Les groupes italiens MSC Croisières et Costa Croisières, dont des passagers ont été touchés au musée, ont annoncé la suspension de leurs escales à Tunis. Mais le Syndicat des tour-opérateurs français (Seto) a indiqué qu'il n'y avait pas, pour l'heure, «de vague d'annulations».

Deux mois et demi après les attentats ayant ensanglanté Paris, le ministre français de l'Intérieur Bernard Cazeneuve est attendu vendredi à Tunis pour évoquer la coopération antiterroriste.

L'Italie a annoncé un renforcement de son dispositif en Méditerranée.

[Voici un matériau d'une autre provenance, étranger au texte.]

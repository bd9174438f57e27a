//! Canonical tool names and read-only classification
//!
//! The parallelization classifier needs to know whether a tool mutates the
//! environment. That knowledge lives here as a static table over canonical
//! names, plus a name-based heuristic for tools the table has never heard
//! of. Unrecognized names default to mutating.

/// File operation tools
pub mod file_ops {
    /// Read file contents
    pub const READ_FILE: &str = "read_file";
    /// Write file contents
    pub const WRITE_FILE: &str = "write_file";
    /// Edit file with string replacement
    pub const EDIT_FILE: &str = "edit_file";
    /// Search for files by pattern
    pub const GLOB: &str = "glob";
    /// Search file contents
    pub const GREP: &str = "grep";
    /// List a directory
    pub const LIST_DIR: &str = "list_dir";
}

/// Process/execution tools
pub mod process {
    /// Execute shell commands
    pub const BASH: &str = "bash";
}

/// Network tools
pub mod network {
    /// Fetch web content
    pub const WEB_FETCH: &str = "web_fetch";
    /// Search the web
    pub const WEB_SEARCH: &str = "web_search";
}

/// Tools known to be read-only (safe to run concurrently with anything)
const READ_ONLY_TOOLS: &[&str] = &[
    file_ops::READ_FILE,
    file_ops::GLOB,
    file_ops::GREP,
    file_ops::LIST_DIR,
    network::WEB_FETCH,
    network::WEB_SEARCH,
];

/// Keywords that suggest a tool only reads data
const READ_INDICATORS: &[&str] = &["get", "list", "search", "read", "find", "fetch", "view"];

/// Keywords that suggest a tool mutates state
const WRITE_INDICATORS: &[&str] = &[
    "create", "delete", "update", "write", "edit", "remove", "move", "set", "run", "exec",
];

/// Check whether a name is in the static read-only table
#[inline]
pub fn is_known_read_only(name: &str) -> bool {
    READ_ONLY_TOOLS.contains(&name)
}

/// Heuristic classification for names absent from the table.
///
/// A name is treated as read-only only when it contains a read-indicator
/// keyword and no write-indicator keyword; anything else defaults to
/// mutating.
pub fn looks_read_only(name: &str) -> bool {
    let lower = name.to_lowercase();
    let reads = READ_INDICATORS.iter().any(|kw| lower.contains(kw));
    let writes = WRITE_INDICATORS.iter().any(|kw| lower.contains(kw));
    reads && !writes
}

/// Argument keys probed, in order, when extracting a resource identifier
/// for conflict detection
pub const RESOURCE_ARGUMENT_KEYS: &[&str] = &["path", "file_path", "file", "target", "url"];

#[cfg(test)]
mod tests {
    use super::*;

    #[test]
    fn test_known_read_only() {
        assert!(is_known_read_only("grep"));
        assert!(is_known_read_only("glob"));
        assert!(is_known_read_only("read_file"));
        assert!(!is_known_read_only("write_file"));
        assert!(!is_known_read_only("bash"));
    }

    #[test]
    fn test_heuristic_read_only() {
        assert!(looks_read_only("get_weather"));
        assert!(looks_read_only("list_branches"));
        assert!(looks_read_only("search_docs"));
        // Write indicator wins over a read indicator
        assert!(!looks_read_only("get_and_update"));
        assert!(!looks_read_only("create_branch"));
        // No indicator at all defaults to mutating
        assert!(!looks_read_only("frobnicate"));
    }
}
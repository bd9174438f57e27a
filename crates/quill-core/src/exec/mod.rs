//! The tool-execution engine: batch classification, bounded-concurrency
//! execution, serialization lanes, and session metrics

pub mod classifier;
pub mod executor;
pub mod lanes;
pub mod metrics;

pub use classifier::{classify, ClassifiedBatch, ClassifierConfig};
pub use executor::{BatchExecutionResult, BatchExecutor};
pub use lanes::LaneRegistry;
pub use metrics::{ExecutionMetrics, MetricsCollector, ToolStats};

Depuis 2011, la Tunisie lutte contre un groupe djihadiste lié au réseau Al-Qaïda au Maghreb islamique, la Phalange Okba Ibn Nafaâ, qui a tué des dizaines de policiers et soldats à la frontière algérienne.

En outre, au moins 500 Tunisiens ayant combattu en Irak, en Syrie ou en Libye dans les rangs d'organisations djihadistes comme l'EI, sont rentrés dans leur pays et la police les considère comme l'une des principales menaces à la sécurité.

L'EI, qui sème la terreur dans les territoires sous son contrôle en Irak et en Syrie, ne cache pas son ambition d'étendre son «califat» islamique à d'autres pays de la région arabe et même en Afrique. Il sévit aussi en Libye, pays frontalier de la Tunisie.